▸ **Task**
Write each line again exactly as it is, from the opening line of the records below through the one containing "#[derive(Debug, Clone, Copy, PartialEq)]", and add nothing.

*** Opening of Given records ***

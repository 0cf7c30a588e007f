use std::sync::atomic::Ordering;
use std::time::Duration;

use crossbeam_channel::Sender;
use glam::Vec2;

use super::{InputEvent, Source, SourceError, Worker};

/// Face bounding box in normalized image coordinates (`[0, 1]`, y up).
#[derive(Debug, Clone, Copy, PartialEq)]
pub struct FaceRect {
    pub min: Vec2,
    pub max: Vec2,
}

impl FaceRect {
    pub fn center(&self) -> Vec2 {
        (self.min + self.max) * 0.5
    }
}

/// Detections for one camera frame, mapped into gaze space.
#[derive(Debug, Clone, Default, PartialEq)]
pub struct FaceReport {
    /// Leftmost face, the one every eye follows.
    pub primary: Option<Vec2>,
    /// All faces, sorted left to right.
    pub faces: Vec<Vec2>,
}

impl FaceReport {
    /// Map box centers into `[-1, 1]²`, mirrored horizontally so the eyes
    /// look back at the viewer.
    pub fn from_rects(rects: &[FaceRect]) -> Self {
        let mut faces: Vec<Vec2> = rects
            .iter()
            .map(|rect| {
                let m = rect.center() * 2.0 - Vec2::ONE;
                Vec2::new(-m.x, m.y)
            })
            .collect();
        faces.sort_by(|a, b| a.x.total_cmp(&b.x));
        Self {
            primary: faces.first().copied(),
            faces,
        }
    }

    /// The single-face update followed by the all-faces passthrough.
    pub fn events(&self) -> [InputEvent; 2] {
        [
            InputEvent::Face {
                position: self.primary.unwrap_or(Vec2::ZERO),
                detected: self.primary.is_some(),
            },
            InputEvent::Faces(self.faces.clone()),
        ]
    }
}

/// Camera frames per second for the synthetic tracker.
const SYNTHETIC_FPS: f32 = 30.0;
/// Seconds a synthetic visitor stays in view, then seconds away.
const VISIT_SECS: f32 = 8.0;
const AWAY_SECS: f32 = 3.0;
const FACE_SIZE: f32 = 0.2;

/// Fakes a visitor drifting across the camera, sometimes with a companion,
/// leaving now and then. Stands in for a camera + face detector.
pub struct SyntheticGaze {
    seed: u64,
    worker: Worker,
}

impl SyntheticGaze {
    pub fn new(seed: u64) -> Self {
        Self {
            seed,
            worker: Worker::idle(),
        }
    }

    pub fn is_running(&self) -> bool {
        self.worker.is_running()
    }
}

/// Face boxes the synthetic camera sees at time `t`.
fn synthetic_frame(t: f32, companion: bool) -> Vec<FaceRect> {
    let cycle = t % (VISIT_SECS + AWAY_SECS);
    if cycle >= VISIT_SECS {
        return Vec::new();
    }
    let half = Vec2::splat(FACE_SIZE * 0.5);
    let lead = Vec2::new(0.5 + 0.35 * (t * 0.7).sin(), 0.5 + 0.25 * (t * 1.3).cos());
    let mut rects = vec![FaceRect {
        min: lead - half,
        max: lead + half,
    }];
    if companion {
        let other = Vec2::new(1.0 - lead.x, lead.y);
        rects.push(FaceRect {
            min: other - half,
            max: other + half,
        });
    }
    rects
}

impl Source for SyntheticGaze {
    fn name(&self) -> &'static str {
        "synthetic gaze"
    }

    fn start(&mut self, events: Sender<InputEvent>) -> Result<(), SourceError> {
        let seed = self.seed;
        self.worker.spawn("synthetic-gaze", move |stop| {
            let mut rng = fastrand::Rng::with_seed(seed);
            let frame_secs = 1.0 / SYNTHETIC_FPS;
            let mut t = 0.0f32;
            let mut companion = false;
            while !stop.load(Ordering::Relaxed) {
                // Re-roll the companion once per visit.
                if t % (VISIT_SECS + AWAY_SECS) < frame_secs {
                    companion = rng.f32() < 0.3;
                }
                let report = FaceReport::from_rects(&synthetic_frame(t, companion));
                for event in report.events() {
                    if events.send(event).is_err() {
                        return;
                    }
                }
                t += frame_secs;
                std::thread::sleep(Duration::from_secs_f32(frame_secs));
            }
        })?;
        log::info!("Synthetic gaze started");
        Ok(())
    }

    fn stop(&mut self) {
        if self.worker.is_running() {
            self.worker.stop();
            log::info!("Synthetic gaze stopped");
        }
    }
}

#[cfg(test)]
mod tests {
    use super::*;

    fn rect_at(x: f32, y: f32) -> FaceRect {
        FaceRect {
            min: Vec2::new(x - 0.05, y - 0.05),
            max: Vec2::new(x + 0.05, y + 0.05),
        }
    }

    #[test]
    fn no_faces_reports_not_detected() {
        let report = FaceReport::from_rects(&[]);
        assert_eq!(report.primary, None);
        let [face, all] = report.events();
        assert_eq!(
            face,
            InputEvent::Face {
                position: Vec2::ZERO,
                detected: false
            }
        );
        assert_eq!(all, InputEvent::Faces(Vec::new()));
    }

    #[test]
    fn centers_are_mirrored_into_unit_square() {
        let report = FaceReport::from_rects(&[rect_at(0.75, 0.75)]);
        let p = report.primary.unwrap();
        assert!((p.x + 0.5).abs() < 1e-6);
        assert!((p.y - 0.5).abs() < 1e-6);
    }

    #[test]
    fn leftmost_face_wins() {
        let report = FaceReport::from_rects(&[rect_at(0.2, 0.5), rect_at(0.9, 0.5), rect_at(0.5, 0.1)]);
        let xs: Vec<f32> = report.faces.iter().map(|f| f.x).collect();
        assert!(xs.windows(2).all(|w| w[0] <= w[1]));
        assert_eq!(report.primary, report.faces.first().copied());
        // Image-right becomes gaze-left after mirroring.
        assert!((report.primary.unwrap().x + 0.8).abs() < 1e-5);
    }

    #[test]
    fn synthetic_visitor_leaves_and_returns() {
        assert_eq!(synthetic_frame(1.0, false).len(), 1);
        assert_eq!(synthetic_frame(1.0, true).len(), 2);
        assert!(synthetic_frame(VISIT_SECS + 1.0, true).is_empty());
        assert_eq!(synthetic_frame(VISIT_SECS + AWAY_SECS + 1.0, false).len(), 1);
    }

    #[test]
    fn synthetic_gaze_streams_pairs() {
        let (tx, rx) = crossbeam_channel::unbounded();
        let mut source = SyntheticGaze::new(3);
        source.start(tx).unwrap();
        let first = rx.recv_timeout(Duration::from_secs(2)).unwrap();
        let second = rx.recv_timeout(Duration::from_secs(2)).unwrap();
        source.stop();
        assert!(matches!(first, InputEvent::Face { detected: true, .. }));
        assert!(matches!(second, InputEvent::Faces(ref f) if !f.is_empty()));
    }
}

*** Close of Given records ***

▸ **Exercise output**
repository 0cf7c30a588e007f
use std::sync::atomic::Ordering;
use std::time::Duration;

use crossbeam_channel::Sender;
use glam::Vec2;

use super::{InputEvent, Source, SourceError, Worker};

/// Face bounding box in normalized image coordinates (`[0, 1]`, y up).
#[derive(Debug, Clone, Copy, PartialEq)]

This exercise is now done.